[Saved data entries]
====

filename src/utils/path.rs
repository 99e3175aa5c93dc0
//! Path utilities: expand ~ in user supplied paths.

use std::path::PathBuf;

pub fn expand_tilde(path: &str) -> PathBuf {
    if path.starts_with("~/")
        && let Some(home) = dirs::home_dir()
    {
        return home.join(path.trim_start_matches("~/"));
    }
    PathBuf::from(path)
}
pub mod booking;
pub mod location;
pub mod pending;
pub mod reservation;
pub mod seat_key;
pub mod snapshot;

====

Exercise details »
Repeat the records. Match them exactly.

Problem solution »
filename src/utils/path.rs
repository 99e3175aa5c93dc0
//! Path utilities: expand ~ in user supplied paths.

use std::path::PathBuf;

pub fn expand_tilde(path: &str) -> PathBuf {
    if path.starts_with("~/")
        && let Some(home) = dirs::home_dir()
    {
        return home.join(path.trim_start_matches("~/"));
    }
    PathBuf::from(path)
}
pub mod booking;
pub mod location;
pub mod pending;
pub mod reservation;
pub mod seat_key;
pub mod snapshot;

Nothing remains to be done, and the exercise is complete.